Eastern Front: In the Far North sector on 20 July 1941, Finnish VI Corp (General Talvela) continues pressing southward along the eastern shore of Lake Ladoga and east of there. His forces are approaching Salmi, about a quarter of the way down the length of the lake. Soviet 452nd Motorized Infantry Regiment arrives at Salmi and sets up a defensive perimeter. Just beyond Salmi is the 1939 border, and the Germans would like the Finns to cross it - but that is up to Finnish commander Marshal Mannerheim.

There is heavy and confused fighting along the Litsa River outside Murmansk. However, the lines do not change, and both sides are slowly beginning to accept a stalemate.

At Polarnoye (Polyamy) in Kolafjord, at the entrance to the inlet to Murmansk, Junkers Ju 87 Stukas of the Luftwaffe bomb and sinks Soviet destroyer Stremitel'ny (Stremitenlnyi).

The Luftwaffe (Junkers Ju 87 of 12 Staffel, LG 1) bombs and sinks Soviet patrol boat Shtil at Ura Guba behind the Murmansk front.

Josef Schulz execution, the man who wouldn't shoot, 20 July 1941 worldwartwo.filminspector.com
This is believed to be a picture of Josef Schulz (Schultz), the man who wouldn't shoot, 20 July 1941 (some sources say 19 July). 
In the Army Group Center sector, General Guderian's Panzer Group 2 eliminates Soviet opposition at Yelnya on the far side of the Desna River. The 10th Panzer Division (General Schaal) takes heavy casualties but holds this exposed bridgehead, and it draws close scrutiny within the Kremlin. Guderian cannot expand the position because he is under orders to assist Army Group South in capturing Kyiv, but he does put SS Division "Das Reich" into the bridgehead. These orders leave the German Yelnya position in a defensible but vulnerable orientation that is subject to repeated counterattacks. In military parlance, it is a "lightning rod" for the enemy.

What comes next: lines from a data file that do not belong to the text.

//! # Application-Wide Constants
//!
//! Centralized configuration values and magic numbers used throughout the
//! resilience layer.
//!
//! ## Usage
//!
//! ```rust
//! use mixer_resilience::constants::*;
//! use std::time::Duration;
//!
//! let initial = Duration::from_millis(DEFAULT_INITIAL_DELAY_MS);
//! assert!(initial <= Duration::from_millis(DEFAULT_MAX_DELAY_MS));
//! ```

// ============================================================================
// Retry / Backoff Defaults
// ============================================================================

/// Retries after the initial attempt when no configuration is supplied
pub const DEFAULT_MAX_RETRIES: u32 = 3;

/// Delay before the first retry (milliseconds)
pub const DEFAULT_INITIAL_DELAY_MS: u64 = 1_000;

/// Upper bound for any single backoff delay (milliseconds)
///
/// **Rationale**: 10 seconds keeps a stalled form responsive enough that the
/// user is not left staring at a spinner, while still spacing retries far
/// enough apart to clear short RPC rate-limit windows.
pub const DEFAULT_MAX_DELAY_MS: u64 = 10_000;

/// Exponential growth factor between consecutive delays
pub const DEFAULT_BACKOFF_MULTIPLIER: f64 = 2.0;

/// Relative jitter applied to a delay (0.25 means ±25%)
pub const JITTER_FRACTION: f64 = 0.25;

// ============================================================================
// Stage Timeouts
// ============================================================================

/// Deadline for establishing an RPC or wallet connection (milliseconds)
pub const CONNECT_TIMEOUT_MS: u64 = 15_000;

/// Deadline for fetching and compiling circuit artifacts (milliseconds)
pub const LOADING_CIRCUIT_TIMEOUT_MS: u64 = 30_000;

/// Deadline for witness generation (milliseconds)
pub const GENERATING_WITNESS_TIMEOUT_MS: u64 = 30_000;

/// Deadline for the prover itself (milliseconds)
///
/// **Rationale**: in-browser proving on low-end hardware has been observed to
/// take well over a minute; two minutes avoids false positives.
pub const GENERATING_PROOF_TIMEOUT_MS: u64 = 120_000;

/// Deadline for local proof verification (milliseconds)
pub const VERIFYING_TIMEOUT_MS: u64 = 15_000;

/// Deadline for submitting the transaction and receiving a signature (milliseconds)
pub const SUBMITTING_TIMEOUT_MS: u64 = 60_000;

// ============================================================================
// Network Defaults
// ============================================================================

/// Public RPC endpoints used when no override is configured
pub const DEFAULT_MAINNET_RPC: &[&str] = &["https://api.mainnet-beta.solana.com"];
pub const DEFAULT_DEVNET_RPC: &[&str] = &["https://api.devnet.solana.com"];
pub const DEFAULT_TESTNET_RPC: &[&str] = &["https://api.testnet.solana.com"];
pub const DEFAULT_LOCALNET_RPC: &[&str] = &["http://127.0.0.1:8899"];

/// Native token decimals used by amount inputs
pub const NATIVE_DECIMALS: u8 = 9;

/// Base58 address length bounds (32-byte public keys)
pub const MIN_ADDRESS_LENGTH: usize = 32;
pub const MAX_ADDRESS_LENGTH: usize = 44;

// ============================================================================
// Environment Variables
// ============================================================================

pub const ENV_NETWORK: &str = "MIXER_NETWORK";
/// Prefix for per-network endpoint lists, e.g. `MIXER_RPC_DEVNET`
pub const ENV_RPC_PREFIX: &str = "MIXER_RPC_";
pub const ENV_MAX_RETRIES: &str = "MIXER_MAX_RETRIES";
pub const ENV_INITIAL_DELAY_MS: &str = "MIXER_INITIAL_DELAY_MS";
pub const ENV_MAX_DELAY_MS: &str = "MIXER_MAX_DELAY_MS";
pub const ENV_BACKOFF_MULTIPLIER: &str = "MIXER_BACKOFF_MULTIPLIER";
pub const ENV_RETRY_JITTER: &str = "MIXER_RETRY_JITTER";
pub const ENV_ENABLE_FALLBACK: &str = "MIXER_ENABLE_FALLBACK";
pub const ENV_CONNECT_TIMEOUT_MS: &str = "MIXER_CONNECT_TIMEOUT_MS";
pub const ENV_ASSUME_ONLINE: &str = "MIXER_ASSUME_ONLINE";
pub const ENV_LOG: &str = "MIXER_LOG";
pub const ENV_LOG_VERBOSE: &str = "MIXER_LOG_VERBOSE";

The Soviets prepare a counterattack at Smolensk with Soviet 24th Army, 28th Army, 29th Army, and 30th Army. The Germans beat off the blows, but it is a sign of things to come. General Zhukov orders four reserve armies forward for the Smolensk operation. The objective is to rescue three trapped Soviet armies - 16th, 19th, and 20th - in the Smolensk suburbs. These armies attempt a breakout at the Nevel-Gorodok road but are stopped by the 19th Panzer Division.

In the Army Group South sector, Soviet Marshal Budenny (Budonny) commands a large group of forces at Southwestern and Southern Fronts. In total, Budenny has about 1.5 million soldiers at his disposal - one of the largest commands of all time, behind only national leaders such as Hitler or British Prime Minister Winston Churchill. Budenny is one of the most maligned generals of World War II, and his most distinguishing credentials are his stunning handlebar mustache and the fact that he is one of Stalin's favorite comrades at drunken orgies. It is easy to see how Budenny could handle the brewing cauldron of trouble better, which would have ramifications across the entire Eastern Front.

Budenny, however, is hamstrung by Stavka orders to defend Kyiv and Vinnytsia (Vinnitsa)/Uman without retreating. Stalin essentially has given Budenny unheard-of hordes of men as a sort of test - to see whether that is sufficient to stop the Wehrmacht. With all sorts of opportunities to retreat and form a solid defensive line behind the Dneipr, Budenny instead keeps his troops in an exposed position west of the river. German 17th Army (General Karl-Heinrich von Stülpnagel) continues advancing to the south of Uman while the German 11th Field Army (General Karl-Heinrich von Stülpnagel) advances to the north. German Panzer Group 1 also heads toward Uman. It is an obvious trap, but Budenny and the Stavka do nothing to avoid it.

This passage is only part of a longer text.